Official list of nominees and their nominators for the prize
| No. | Nominee | Country | Genre(s) | Nominator(s) |
|---|---|---|---|---|
| 1 | Juhani Aho (1861–1921) | Finland | novel, short story | Eemil Nestor Setälä (1864–1935); Verner von Heidenstam (1859–1940); |
| 2 | John Galsworthy (1867–1933) | Great Britain | novel, drama, essays, short story, memoir | Erik Axel Karlfeldt (1864–1931) |
| 3 | Ángel Guimerá Jorge (1845–1924) | Spain | drama, poetry | unnamed nominator |
| 4 | Per Hallström (1866–1960) | Sweden | short story, drama, poetry | Nathan Söderblom (1866–1931) |
| 5 | Arno Holz (1863–1929) | Germany | poetry, drama, essays | 40 German authors |
| 6 | Ebenezer Howard (1850–1928) | Great Britain | essays | Christen Collin (1857–1926) |
| 7 | Alois Jirásek (1851–1930) | Czechoslovakia | novel, drama | Czech Academy of Sciences |
| 8 | Erik Axel Karlfeldt (1864–1931) | Sweden | poetry | Frits Läffler (1847–1921); Gottfrid Billing (1841–1925); Carl Bildt (1850–1931); |
| 9 | Hans Ernst Kinck (1865–1926) | Norway | philology, novel, short story, drama, essays | Gerhard Gran (1856–1925); Jens Thiis (1870–1942); Harry Fett (1875–1962); Anton Wilhelm Brøgger (1884–1951); |
| 10 | Władysław Reymont (1867–1925) | Poland | novel, short story | Polish Academy of Arts and Sciences |
| 11 | Carl Spitteler (1845–1924) | Switzerland | poetry, essays | Verner von Heidenstam (1859–1940) |
| 12 | Hugo von Hofmannsthal (1874–1929) | Austria | novel, poetry, drama, essays | Gerhart Hauptmann (1862–1946) |

===Prize decision===
The members of the Swedish Academy wished that the 1919 Nobel Prize in Literature should be awarded to the Swedish poet and Swedish Academy member Erik Axel Karlfeldt. But Karlfeldt promptly declined the prize, explaining that he could not accept it because of his position as the permanent secretary of the Swedish Academy. Although the Academy wanted to award him, Karlfeldts reasons for not accepting the prize he was offered was met with admiration from his colleagues in the Academy. Shortly after his death, Karlfeldt was posthumously awarded the 1931 Nobel Prize in Literature.

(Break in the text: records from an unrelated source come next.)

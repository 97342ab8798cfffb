//! Site configuration: named JSON values.
//!
//! Plugin settings are stored here by the generic settings endpoint and read
//! back through `Host::variable_get`.

use anyhow::{Context, Result};
use serde::{Deserialize, Serialize};
use sqlx::PgPool;

/// Site name used until one is configured.
pub const DEFAULT_SITE_NAME: &str = "Vetrina";

/// Site configuration record.
#[derive(Debug, Clone, Serialize, Deserialize, sqlx::FromRow)]
pub struct SiteConfig {
    /// Configuration key.
    pub key: String,

    /// Configuration value (JSON).
    pub value: serde_json::Value,

    /// When this config was last updated.
    pub updated: chrono::DateTime<chrono::Utc>,
}

impl SiteConfig {
    /// Get a configuration value by key.
    pub async fn get(pool: &PgPool, key: &str) -> Result<Option<serde_json::Value>> {
        let result = sqlx::query_scalar::<_, serde_json::Value>(
            "SELECT value FROM site_config WHERE key = $1",
        )
        .bind(key)
        .fetch_optional(pool)
        .await
        .context("failed to get site config")?;

        Ok(result)
    }

    /// Set a configuration value, replacing any previous value.
    pub async fn set(pool: &PgPool, key: &str, value: serde_json::Value) -> Result<()> {
        sqlx::query(
            r#"
            INSERT INTO site_config (key, value, updated)
            VALUES ($1, $2, NOW())
            ON CONFLICT (key) DO UPDATE SET value = $2, updated = NOW()
            "#,
        )
        .bind(key)
        .bind(value)
        .execute(pool)
        .await
        .context("failed to set site config")?;

        Ok(())
    }

    /// Get the site name.
    pub async fn site_name(pool: &PgPool) -> Result<String> {
        let value = Self::get(pool, "site_name").await?;
        Ok(value
            .and_then(|v| v.as_str().map(String::from))
            .unwrap_or_else(|| DEFAULT_SITE_NAME.to_string()))
    }
}
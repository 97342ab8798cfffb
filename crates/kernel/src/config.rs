//! Configuration loaded from environment variables.

use std::env;
use std::path::PathBuf;

use anyhow::{Context, Result, bail};

/// Application configuration.
#[derive(Debug, Clone)]
pub struct Config {
    /// HTTP server port (default: 3000).
    pub port: u16,

    /// PostgreSQL connection URL.
    pub database_url: String,

    /// Redis connection URL.
    pub redis_url: String,

    /// Maximum database connections in pool (default: 10).
    pub database_max_connections: u32,

    /// Path to the Tera templates directory (default: ./templates).
    pub templates_dir: PathBuf,

    /// Cookie SameSite policy: "strict", "lax", or "none" (default: "strict").
    pub cookie_same_site: String,

    /// Whether session cookies are marked `Secure` (default: true).
    pub cookie_secure: bool,

    /// Bootstrap admin account created at startup when both are set.
    pub admin_username: Option<String>,
    pub admin_password: Option<String>,
}

impl Config {
    /// Load configuration from environment variables.
    pub fn from_env() -> Result<Self> {
        Self::from_lookup(|key| env::var(key).ok())
    }

    /// Load configuration through an arbitrary variable lookup.
    pub fn from_lookup(lookup: impl Fn(&str) -> Option<String>) -> Result<Self> {
        let port = lookup("PORT")
            .unwrap_or_else(|| "3000".to_string())
            .parse()
            .context("PORT must be a valid u16")?;

        let database_url =
            lookup("DATABASE_URL").context("DATABASE_URL environment variable is required")?;

        let redis_url = lookup("REDIS_URL").unwrap_or_else(|| "redis://127.0.0.1:6379".to_string());

        let database_max_connections = lookup("DATABASE_MAX_CONNECTIONS")
            .unwrap_or_else(|| "10".to_string())
            .parse()
            .context("DATABASE_MAX_CONNECTIONS must be a valid u32")?;

        let templates_dir = lookup("TEMPLATES_DIR")
            .map(PathBuf::from)
            .unwrap_or_else(|| PathBuf::from("./templates"));

        let cookie_same_site = lookup("COOKIE_SAME_SITE")
            .unwrap_or_else(|| "strict".to_string())
            .to_lowercase();
        if !matches!(cookie_same_site.as_str(), "strict" | "lax" | "none") {
            bail!("COOKIE_SAME_SITE must be one of strict, lax, none (got {cookie_same_site})");
        }

        let cookie_secure = match lookup("COOKIE_SECURE") {
            None => true,
            Some(v) => parse_bool(&v).context("COOKIE_SECURE must be true or false")?,
        };

        let admin_username = lookup("ADMIN_USERNAME").filter(|s| !s.trim().is_empty());
        let admin_password = lookup("ADMIN_PASSWORD").filter(|s| !s.is_empty());

        Ok(Self {
            port,
            database_url,
            redis_url,
            database_max_connections,
            templates_dir,
            cookie_same_site,
            cookie_secure,
            admin_username,
            admin_password,
        })
    }

    /// Bootstrap admin credentials, if both are configured.
    pub fn admin_credentials(&self) -> Option<(&str, &str)> {
        match (&self.admin_username, &self.admin_password) {
            (Some(name), Some(pass)) => Some((name.as_str(), pass.as_str())),
            _ => None,
        }
    }
}

fn parse_bool(value: &str) -> Option<bool> {
    match value.trim().to_lowercase().as_str() {
        "1" | "true" | "yes" | "on" => Some(true),
        "0" | "false" | "no" | "off" => Some(false),
        _ => None,
    }
}

#[cfg(test)]
#[allow(clippy::unwrap_used, clippy::expect_used)]
mod tests {
    use std::collections::HashMap;

    use super::*;

    fn load(vars: &[(&str, &str)]) -> Result<Config> {
        let map: HashMap<String, String> = vars
            .iter()
            .map(|(k, v)| (k.to_string(), v.to_string()))
            .collect();
        Config::from_lookup(|key| map.get(key).cloned())
    }

    #[test]
    fn defaults_apply() {
        let config = load(&[("DATABASE_URL", "postgres://localhost/vetrina")]).unwrap();
        assert_eq!(config.port, 3000);
        assert_eq!(config.redis_url, "redis://127.0.0.1:6379");
        assert_eq!(config.database_max_connections, 10);
        assert_eq!(config.templates_dir, PathBuf::from("./templates"));
        assert_eq!(config.cookie_same_site, "strict");
        assert!(config.cookie_secure);
        assert!(config.admin_credentials().is_none());
    }

    #[test]
    fn database_url_is_required() {
        let err = load(&[]).unwrap_err();
        assert!(err.to_string().contains("DATABASE_URL"));
    }

    #[test]
    fn invalid_port_is_rejected() {
        assert!(load(&[("DATABASE_URL", "postgres://x"), ("PORT", "http")]).is_err());
    }

    #[test]
    fn same_site_is_validated() {
        let ok = load(&[("DATABASE_URL", "postgres://x"), ("COOKIE_SAME_SITE", "Lax")]).unwrap();
        assert_eq!(ok.cookie_same_site, "lax");
        assert!(load(&[("DATABASE_URL", "postgres://x"), ("COOKIE_SAME_SITE", "loose")]).is_err());
    }

    #[test]
    fn cookie_secure_parses_booleans() {
        let config = load(&[("DATABASE_URL", "postgres://x"), ("COOKIE_SECURE", "false")]).unwrap();
        assert!(!config.cookie_secure);
        assert!(load(&[("DATABASE_URL", "postgres://x"), ("COOKIE_SECURE", "maybe")]).is_err());
    }

    #[test]
    fn admin_credentials_need_both_parts() {
        let only_name = load(&[
            ("DATABASE_URL", "postgres://x"),
            ("ADMIN_USERNAME", "admin"),
        ])
        .unwrap();
        assert!(only_name.admin_credentials().is_none());

        let both = load(&[
            ("DATABASE_URL", "postgres://x"),
            ("ADMIN_USERNAME", "admin"),
            ("ADMIN_PASSWORD", "secret"),
        ])
        .unwrap();
        assert_eq!(both.admin_credentials(), Some(("admin", "secret")));
    }
}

In 1919, the Nobel committee had only 11 other nominated candidates to consider, including the subsequently awarded authors Carl Spitteler, Wladyslaw Reymont and John Galsworthy, but found none of them fully recommendable for the prize and thus proposed that the Nobel Prize in Literature should not be awarded that year.

On 13 November 1919, the Swedish Academy decided that the postponed prize for 1918 should not be awarded and that the prize for 1919 should be reserved to the following year. In 1920, the Nobel Prize for 1919 was awarded to the Swiss poet Carl Spitteler.

==Reactions==
The choice of Carl Spitteler was seen as a surprise. "The Swedish Academy has awarded the Nobel Prize for literature in 1919 to the Swiss poet Carl Spitteler, of Lucerne, and for 1920 to the Norwegian writer Knut Hamsun. The latter choice has been fully expected and is generally approved. But much astonishment is felt as to the former", the London newspaper The Times reported in an article after the prize announcements in 1920. The English novelist and poet Thomas Hardy had been expected to win the prize, and two Swedish newspapers were quoted criticizing the Swedish Academy for ignoring Hardy.